**What you are asked to do**
Reproduce the full set of records verbatim.

**Information shown**
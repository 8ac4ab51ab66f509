//! Classroom API - Application entry point
//!
//! CLI-based entry point that dispatches to various commands.

use clap::Parser;
use tracing_subscriber::{layer::SubscriberExt, util::SubscriberInitExt};

use classroom_api::{
    cli::{Cli, Commands},
    commands,
    config::Config,
};

#[tokio::main]
async fn main() {
    // Parse CLI arguments
    let cli = Cli::parse();

    // Initialize tracing (verbose mode sets debug level)
    init_tracing(cli.verbose);

    // Load configuration
    let config = Config::from_env();
    tracing::debug!("Configuration loaded");

    // Execute command
    let result = match cli.command {
        Commands::Serve(args) => commands::serve::execute(args, config).await,
        Commands::Migrate(args) => commands::migrate::execute(args, config).await,
    };

    // Handle errors
    if let Err(e) = result {
        tracing::error!("Command failed: {}", e);
        std::process::exit(1);
    }
}

/// Initialize tracing subscriber
fn init_tracing(verbose: bool) {
    let filter = if verbose {
        "debug".to_string()
    } else {
        std::env::var("RUST_LOG").unwrap_or_else(|_| "info".to_string())
    };

    tracing_subscriber::registry()
        .with(tracing_subscriber::fmt::layer())
        .with(tracing_subscriber::EnvFilter::new(filter))
        .init();
}
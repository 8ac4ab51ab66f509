//! Serve command - Starts the HTTP server.

use std::sync::Arc;

use crate::api::{create_router, AppState};
use crate::cli::args::ServeArgs;
use crate::config::Config;
use crate::errors::{AppError, AppResult};
use crate::infra::Database;

/// Execute the serve command
pub async fn execute(args: ServeArgs, config: Config) -> AppResult<()> {
    tracing::info!("Starting server...");

    // Initialize database
    let db = Arc::new(Database::connect(&config).await);
    tracing::info!("Database connected");

    // Create application state with all services wired
    let app_state = AppState::from_config(db);

    // Build router
    let app = create_router(app_state);

    // Start server
    let addr = format!("{}:{}", args.host, args.port);
    let listener = tokio::net::TcpListener::bind(&addr)
        .await
        .map_err(|e| AppError::internal(format!("Failed to bind to {}: {}", addr, e)))?;

    tracing::info!("Server running on http://{}", addr);

    axum::serve(listener, app)
        .await
        .map_err(|e| AppError::internal(format!("Server error: {}", e)))?;

    Ok(())
}
//! Database migrations.
//!
//! Each migration is a separate module following SeaORM conventions.
//! Migration names follow the pattern: m{YYYYMMDD}_{NNNNNN}_{description}

use sea_orm_migration::prelude::*;

mod m20240101_000001_create_classroom_tables;

pub struct Migrator;

#[async_trait::async_trait]
impl MigratorTrait for Migrator {
    fn migrations() -> Vec<Box<dyn MigrationTrait>> {
        vec![Box::new(
            m20240101_000001_create_classroom_tables::Migration,
        )]
    }
}
//! Commands module - CLI command implementations.
//!
//! Each command is implemented in its own module for separation of concerns.

pub mod migrate;
pub mod serve;
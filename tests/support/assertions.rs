//! Test assertion helpers.

use cellar::core::domain::{Bundle, OpLog};

/// Package names in stored order.
pub fn names(bundle: &Bundle) -> Vec<&str> {
    bundle.packages.iter().map(|p| p.name.as_str()).collect()
}

/// Text value of `package#key`, panicking with context when absent.
pub fn secret_text(bundle: &Bundle, package: &str, key: &str) -> String {
    bundle
        .package(package)
        .unwrap_or_else(|| panic!("missing package '{}'", package))
        .secret(key)
        .unwrap_or_else(|| panic!("missing secret '{}#{}'", package, key))
        .to_text()
        .expect("unpack secret")
}

/// Oplog rendered as `op/type path` lines.
pub fn oplog_lines(log: &OpLog) -> Vec<String> {
    log.iter().map(ToString::to_string).collect()
}

/// Assert an oplog has the expected `op/type path` lines, in order.
pub fn assert_oplog(log: &OpLog, expected: &[&str]) {
    let lines = oplog_lines(log);
    assert_eq!(
        lines, expected,
        "oplog mismatch:\n  got:      {:?}\n  expected: {:?}",
        lines, expected
    );
}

**Exercise output**
repository 8ac4ab51ab66f509
//! Classroom API - Application entry point
//!
//! CLI-based entry point that dispatches to various commands.

use clap::Parser;
use tracing_subscriber::{layer::SubscriberExt, util::SubscriberInitExt};

use classroom_api::{
    cli::{Cli, Commands},
    commands,
    config::Config,
};

#[tokio::main]
async fn main() {
    // Parse CLI arguments
    let cli = Cli::parse();

    // Initialize tracing (verbose mode sets debug level)
    init_tracing(cli.verbose);

    // Load configuration
    let config = Config::from_env();
    tracing::debug!("Configuration loaded");

    // Execute command
    let result = match cli.command {
        Commands::Serve(args) => commands::serve::execute(args, config).await,
        Commands::Migrate(args) => commands::migrate::execute(args, config).await,
    };

    // Handle errors
    if let Err(e) = result {
        tracing::error!("Command failed: {}", e);
        std::process::exit(1);
    }
}

/// Initialize tracing subscriber
fn init_tracing(verbose: bool) {
    let filter = if verbose {
        "debug".to_string()
    } else {
        std::env::var("RUST_LOG").unwrap_or_else(|_| "info".to_string())
    };

    tracing_subscriber::registry()
        .with(tracing_subscriber::fmt::layer())
        .with(tracing_subscriber::EnvFilter::new(filter))
        .init();
}
repository 8ac4ab51ab66f509
//! Serve command - Starts the HTTP server.

use std::sync::Arc;

use crate::api::{create_router, AppState};
use crate::cli::args::ServeArgs;
use crate::config::Config;
use crate::errors::{AppError, AppResult};
use crate::infra::Database;

/// Execute the serve command
pub async fn execute(args: ServeArgs, config: Config) -> AppResult<()> {
    tracing::info!("Starting server...");

    // Initialize database
    let db = Arc::new(Database::connect(&config).await);
    tracing::info!("Database connected");

    // Create application state with all services wired
    let app_state = AppState::from_config(db);

    // Build router
    let app = create_router(app_state);

    // Start server
    let addr = format!("{}:{}", args.host, args.port);
    let listener = tokio::net::TcpListener::bind(&addr)
        .await
        .map_err(|e| AppError::internal(format!("Failed to bind to {}: {}", addr, e)))?;

    tracing::info!("Server running on http://{}", addr);

    axum::serve(listener, app)
        .await
        .map_err(|e| AppError::internal(format!("Server error: {}", e)))?;

    Ok(())
}
//! Database migrations.
//!
//! Each migration is a separate module following SeaORM conventions.
//! Migration names follow the pattern: m{YYYYMMDD}_{NNNNNN}_{description}

use sea_orm_migration::prelude::*;

mod m20240101_000001_create_classroom_tables;

pub struct Migrator;

#[async_trait::async_trait]
impl MigratorTrait for Migrator {
    fn migrations() -> Vec<Box<dyn MigrationTrait>> {
        vec![Box::new(
            m20240101_000001_create_classroom_tables::Migration,
        )]
    }
}
//! Commands module - CLI command implementations.
//!
//! Each command is implemented in its own module for separation of concerns.

pub mod migrate;
pub mod serve;
filename tests/support/assertions.rs
//! Test assertion helpers.

use cellar::core::domain::{Bundle, OpLog};

/// Package names in stored order.
pub fn names(bundle: &Bundle) -> Vec<&str> {
    bundle.packages.iter().map(|p| p.name.as_str()).collect()
}

/// Text value of `package#key`, panicking with context when absent.
pub fn secret_text(bundle: &Bundle, package: &str, key: &str) -> String {
    bundle
        .package(package)
        .unwrap_or_else(|| panic!("missing package '{}'", package))
        .secret(key)
        .unwrap_or_else(|| panic!("missing secret '{}#{}'", package, key))
        .to_text()
        .expect("unpack secret")
}

/// Oplog rendered as `op/type path` lines.
pub fn oplog_lines(log: &OpLog) -> Vec<String> {
    log.iter().map(ToString::to_string).collect()
}

/// Assert an oplog has the expected `op/type path` lines, in order.
pub fn assert_oplog(log: &OpLog, expected: &[&str]) {
    let lines = oplog_lines(log);
    assert_eq!(
        lines, expected,
        "oplog mismatch:\n  got:      {:?}\n  expected: {:?}",
        lines, expected
    );
}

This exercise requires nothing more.